* Requirement
Each of the entries below needs to be given again exactly.

* Available records

···

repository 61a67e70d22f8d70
pub mod input;
//! Compile errors.
//!
//! Each failure kind is its own type carrying the block id and, where a field
//! is at fault, the literal field name. `BlockError` wraps them so callers can
//! propagate with `?` and still match on the specific kind.

use std::fmt;

use thiserror::Error;

pub type BlockResult<T> = Result<T, BlockError>;

#[derive(Debug, Clone, PartialEq, Eq, Error)]
pub enum BlockError {
    #[error(transparent)]
    Unsupported(#[from] UnsupportedBlockTypeError),

    #[error(transparent)]
    Button(#[from] ButtonBlockError),

    #[error(transparent)]
    Visualization(#[from] VisualizationBlockError),

    #[error(transparent)]
    Input(#[from] InputBlockError),

    #[error("failed to encode {what} for block \"{block_id}\": {message}")]
    Serialization {
        block_id: String,
        what: &'static str,
        message: String,
    },
}

impl BlockError {
    pub fn serialization(block_id: impl Into<String>, what: &'static str, err: impl fmt::Display) -> Self {
        Self::Serialization {
            block_id: block_id.into(),
            what,
            message: err.to_string(),
        }
    }
}

/// The operation a compiler was asked to perform.
#[derive(Debug, Clone, Copy, PartialEq, Eq, Hash)]
pub enum Operation {
    PythonCode,
    Markdown,
    StripMarkdown,
}

impl Operation {
    pub fn as_str(&self) -> &'static str {
        match self {
            Self::PythonCode => "python code",
            Self::Markdown => "markdown",
            Self::StripMarkdown => "strip markdown",
        }
    }
}

/// No compiler exists for this kind and operation.
#[derive(Debug, Clone, PartialEq, Eq, Error)]
pub struct UnsupportedBlockTypeError {
    pub kind: String,
    pub operation: Operation,
}

impl UnsupportedBlockTypeError {
    pub fn new(kind: impl Into<String>, operation: Operation) -> Self {
        Self {
            kind: kind.into(),
            operation,
        }
    }
}

impl fmt::Display for UnsupportedBlockTypeError {
    fn fmt(&self, f: &mut fmt::Formatter<'_>) -> fmt::Result {
        match self.operation {
            Operation::PythonCode => write!(
                f,
                "Creating python code from block type {} is not supported yet.",
                self.kind
            ),
            Operation::Markdown => write!(
                f,
                "Creating markdown from block type {} is not supported yet.",
                self.kind
            ),
            Operation::StripMarkdown => write!(
                f,
                "Stripping markdown from block type {} is not supported yet.",
                self.kind
            ),
        }
    }
}

#[derive(Debug, Clone, PartialEq, Eq, Error)]
#[error("Button block \"{block_id}\" has behavior \"{behavior}\" but is missing required field \"{field}\".")]
pub struct ButtonBlockError {
    pub block_id: String,
    pub behavior: &'static str,
    pub field: &'static str,
}

#[derive(Debug, Clone, PartialEq, Eq, Error)]
#[error("Visualization block \"{block_id}\" is missing required field \"{field}\".")]
pub struct VisualizationBlockError {
    pub block_id: String,
    pub field: &'static str,
}

#[derive(Debug, Clone, PartialEq, Eq, Error)]
#[error("Input block \"{block_id}\" has invalid value {value:?} in field \"{field}\": {reason}")]
pub struct InputBlockError {
    pub block_id: String,
    pub field: &'static str,
    pub value: String,
    pub reason: String,
}
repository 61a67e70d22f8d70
//! `big-number` blocks: a KPI rendered to JSON at run time.
//!
//! Titles may contain Jinja templates referencing notebook variables; those
//! are passed through `render_template` inside the generated function.

use once_cell::sync::Lazy;
use regex::Regex;

use deepnote_core::model::Block;
use deepnote_core::sanitize::escape_string_literal;

use super::variable_name;
use crate::errors::BlockResult;
use crate::snippets::{self, BigNumberParts};

static TEMPLATE_RE: Lazy<Regex> = Lazy::new(|| Regex::new(r"(?s)\{\{.*?\}\}|\{%.*?%\}").unwrap());

/// Whether `text` contains Jinja expression (`{{ }}`) or statement (`{% %}`) syntax.
pub fn contains_template_syntax(text: &str) -> bool {
    TEMPLATE_RE.is_match(text)
}

fn title_expr(title: &str) -> String {
    let literal = escape_string_literal(title);
    if contains_template_syntax(title) {
        format!("render_template({literal})")
    } else {
        literal
    }
}

fn value_expr(raw: &str) -> String {
    format!("f\"{{{}}}\"", variable_name(raw))
}

pub fn python(block: &Block) -> BlockResult<String> {
    let meta = metadata_of!(block, BigNumber);

    let configured = |v: &Option<String>| v.as_deref().filter(|s| !s.is_empty()).map(str::to_owned);

    let parts = BigNumberParts {
        title_expr: title_expr(meta.deepnote_big_number_title.as_deref().unwrap_or("")),
        value_expr: value_expr(meta.deepnote_big_number_value.as_deref().unwrap_or("")),
        comparison_title_expr: configured(&meta.deepnote_big_number_comparison_title).map(|t| title_expr(&t)),
        comparison_value_expr: configured(&meta.deepnote_big_number_comparison_value).map(|v| value_expr(&v)),
    };

    Ok(snippets::big_number(&parts))
}

#[cfg(test)]
mod tests {
    use super::*;
    use crate::blocks::testing::block;
    use deepnote_core::model::BlockKind;
    use serde_json::json;

    #[test]
    fn title_and_value() {
        let b = block(
            BlockKind::BigNumber,
            "",
            json!({ "deepnote_big_number_title": "Total Sales", "deepnote_big_number_value": "total_sales" }),
        );
        let code = python(&b).unwrap();
        assert!(code.contains("__deepnote_big_number__"));
        assert!(code.contains("'Total Sales'"));
        assert!(code.contains("f\"{total_sales}\""));
        assert!(code.contains("import json"));
        assert!(code.contains("import jinja2"));
        assert!(!code.contains("comparisonTitle"));
    }

    #[test]
    fn comparison_fields_when_configured() {
        let b = block(
            BlockKind::BigNumber,
            "",
            json!({
                "deepnote_big_number_title": "Revenue",
                "deepnote_big_number_value": "revenue",
                "deepnote_big_number_comparison_title": "vs Last Month",
                "deepnote_big_number_comparison_value": "revenue_change"
            }),
        );
        let code = python(&b).unwrap();
        assert!(code.contains("\"comparisonTitle\": 'vs Last Month',"));
        assert!(code.contains("\"comparisonValue\": f\"{revenue_change}\","));
    }

    #[test]
    fn empty_metadata_uses_fallbacks() {
        let b = block(BlockKind::BigNumber, "", json!({}));
        let code = python(&b).unwrap();
        assert!(code.contains("\"title\": '',"));
        assert!(code.contains("f\"{input_1}\""));
    }

    #[test]
    fn templated_title_is_rendered() {
        let b = block(
            BlockKind::BigNumber,
            "",
            json!({ "deepnote_big_number_title": "Sales for {{ year }}", "deepnote_big_number_value": "total_sales" }),
        );
        assert!(python(&b).unwrap().contains("\"title\": render_template('Sales for {{ year }}'),"));
    }

    #[test]
    fn value_name_is_sanitized_and_title_escaped() {
        let b = block(
            BlockKind::BigNumber,
            "",
            json!({ "deepnote_big_number_title": "It's a \"test\"", "deepnote_big_number_value": "my-value-name" }),
        );
        let code = python(&b).unwrap();
        assert!(code.contains("myvaluename"));
        assert!(code.contains(r#"'It\'s a "test"'"#));
    }

    #[test]
    fn template_detection() {
        assert!(contains_template_syntax("{{ x }}"));
        assert!(contains_template_syntax("{% if x %}y{% endif %}"));
        assert!(!contains_template_syntax("{ x }"));
        assert!(!contains_template_syntax("plain"));
    }
}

···

* Task solution
repository 61a67e70d22f8d70
pub mod input;
//! Compile errors.
//!
//! Each failure kind is its own type carrying the block id and, where a field
//! is at fault, the literal field name. `BlockError` wraps them so callers can
//! propagate with `?` and still match on the specific kind.

use std::fmt;

use thiserror::Error;

pub type BlockResult<T> = Result<T, BlockError>;

#[derive(Debug, Clone, PartialEq, Eq, Error)]
pub enum BlockError {
    #[error(transparent)]
    Unsupported(#[from] UnsupportedBlockTypeError),

    #[error(transparent)]
    Button(#[from] ButtonBlockError),

    #[error(transparent)]
    Visualization(#[from] VisualizationBlockError),

    #[error(transparent)]
    Input(#[from] InputBlockError),

    #[error("failed to encode {what} for block \"{block_id}\": {message}")]
    Serialization {
        block_id: String,
        what: &'static str,
        message: String,
    },
}

impl BlockError {
    pub fn serialization(block_id: impl Into<String>, what: &'static str, err: impl fmt::Display) -> Self {
        Self::Serialization {
            block_id: block_id.into(),
            what,
            message: err.to_string(),
        }
    }
}

/// The operation a compiler was asked to perform.
#[derive(Debug, Clone, Copy, PartialEq, Eq, Hash)]
pub enum Operation {
    PythonCode,
    Markdown,
    StripMarkdown,
}

impl Operation {
    pub fn as_str(&self) -> &'static str {
        match self {
            Self::PythonCode => "python code",
            Self::Markdown => "markdown",
            Self::StripMarkdown => "strip markdown",
        }
    }
}

/// No compiler exists for this kind and operation.
#[derive(Debug, Clone, PartialEq, Eq, Error)]
pub struct UnsupportedBlockTypeError {
    pub kind: String,
    pub operation: Operation,
}

impl UnsupportedBlockTypeError {
    pub fn new(kind: impl Into<String>, operation: Operation) -> Self {
        Self {
            kind: kind.into(),
            operation,
        }
    }
}

impl fmt::Display for UnsupportedBlockTypeError {
    fn fmt(&self, f: &mut fmt::Formatter<'_>) -> fmt::Result {
        match self.operation {
            Operation::PythonCode => write!(
                f,
                "Creating python code from block type {} is not supported yet.",
                self.kind
            ),
            Operation::Markdown => write!(
                f,
                "Creating markdown from block type {} is not supported yet.",
                self.kind
            ),
            Operation::StripMarkdown => write!(
                f,
                "Stripping markdown from block type {} is not supported yet.",
                self.kind
            ),
        }
    }
}

#[derive(Debug, Clone, PartialEq, Eq, Error)]
#[error("Button block \"{block_id}\" has behavior \"{behavior}\" but is missing required field \"{field}\".")]
pub struct ButtonBlockError {
    pub block_id: String,
    pub behavior: &'static str,
    pub field: &'static str,
}

#[derive(Debug, Clone, PartialEq, Eq, Error)]
#[error("Visualization block \"{block_id}\" is missing required field \"{field}\".")]
pub struct VisualizationBlockError {
    pub block_id: String,
    pub field: &'static str,
}

#[derive(Debug, Clone, PartialEq, Eq, Error)]
#[error("Input block \"{block_id}\" has invalid value {value:?} in field \"{field}\": {reason}")]
pub struct InputBlockError {
    pub block_id: String,
    pub field: &'static str,
    pub value: String,
    pub reason: String,
}
repository 61a67e70d22f8d70
//! `big-number` blocks: a KPI rendered to JSON at run time.
//!
//! Titles may contain Jinja templates referencing notebook variables; those
//! are passed through `render_template` inside the generated function.

use once_cell::sync::Lazy;
use regex::Regex;

use deepnote_core::model::Block;
use deepnote_core::sanitize::escape_string_literal;

use super::variable_name;
use crate::errors::BlockResult;
use crate::snippets::{self, BigNumberParts};

static TEMPLATE_RE: Lazy<Regex> = Lazy::new(|| Regex::new(r"(?s)\{\{.*?\}\}|\{%.*?%\}").unwrap());

/// Whether `text` contains Jinja expression (`{{ }}`) or statement (`{% %}`) syntax.
pub fn contains_template_syntax(text: &str) -> bool {
    TEMPLATE_RE.is_match(text)
}

fn title_expr(title: &str) -> String {
    let literal = escape_string_literal(title);
    if contains_template_syntax(title) {
        format!("render_template({literal})")
    } else {
        literal
    }
}

fn value_expr(raw: &str) -> String {
    format!("f\"{{{}}}\"", variable_name(raw))
}

pub fn python(block: &Block) -> BlockResult<String> {
    let meta = metadata_of!(block, BigNumber);

    let configured = |v: &Option<String>| v.as_deref().filter(|s| !s.is_empty()).map(str::to_owned);

    let parts = BigNumberParts {
        title_expr: title_expr(meta.deepnote_big_number_title.as_deref().unwrap_or("")),
        value_expr: value_expr(meta.deepnote_big_number_value.as_deref().unwrap_or("")),
        comparison_title_expr: configured(&meta.deepnote_big_number_comparison_title).map(|t| title_expr(&t)),
        comparison_value_expr: configured(&meta.deepnote_big_number_comparison_value).map(|v| value_expr(&v)),
    };

    Ok(snippets::big_number(&parts))
}

#[cfg(test)]
mod tests {
    use super::*;
    use crate::blocks::testing::block;
    use deepnote_core::model::BlockKind;
    use serde_json::json;

    #[test]
    fn title_and_value() {
        let b = block(
            BlockKind::BigNumber,
            "",
            json!({ "deepnote_big_number_title": "Total Sales", "deepnote_big_number_value": "total_sales" }),
        );
        let code = python(&b).unwrap();
        assert!(code.contains("__deepnote_big_number__"));
        assert!(code.contains("'Total Sales'"));
        assert!(code.contains("f\"{total_sales}\""));
        assert!(code.contains("import json"));
        assert!(code.contains("import jinja2"));
        assert!(!code.contains("comparisonTitle"));
    }

    #[test]
    fn comparison_fields_when_configured() {
        let b = block(
            BlockKind::BigNumber,
            "",
            json!({
                "deepnote_big_number_title": "Revenue",
                "deepnote_big_number_value": "revenue",
                "deepnote_big_number_comparison_title": "vs Last Month",
                "deepnote_big_number_comparison_value": "revenue_change"
            }),
        );
        let code = python(&b).unwrap();
        assert!(code.contains("\"comparisonTitle\": 'vs Last Month',"));
        assert!(code.contains("\"comparisonValue\": f\"{revenue_change}\","));
    }

    #[test]
    fn empty_metadata_uses_fallbacks() {
        let b = block(BlockKind::BigNumber, "", json!({}));
        let code = python(&b).unwrap();
        assert!(code.contains("\"title\": '',"));
        assert!(code.contains("f\"{input_1}\""));
    }

    #[test]
    fn templated_title_is_rendered() {
        let b = block(
            BlockKind::BigNumber,
            "",
            json!({ "deepnote_big_number_title": "Sales for {{ year }}", "deepnote_big_number_value": "total_sales" }),
        );
        assert!(python(&b).unwrap().contains("\"title\": render_template('Sales for {{ year }}'),"));
    }

    #[test]
    fn value_name_is_sanitized_and_title_escaped() {
        let b = block(
            BlockKind::BigNumber,
            "",
            json!({ "deepnote_big_number_title": "It's a \"test\"", "deepnote_big_number_value": "my-value-name" }),
        );
        let code = python(&b).unwrap();
        assert!(code.contains("myvaluename"));
        assert!(code.contains(r#"'It\'s a "test"'"#));
    }

    #[test]
    fn template_detection() {
        assert!(contains_template_syntax("{{ x }}"));
        assert!(contains_template_syntax("{% if x %}y{% endif %}"));
        assert!(!contains_template_syntax("{ x }"));
        assert!(!contains_template_syntax("plain"));
    }
}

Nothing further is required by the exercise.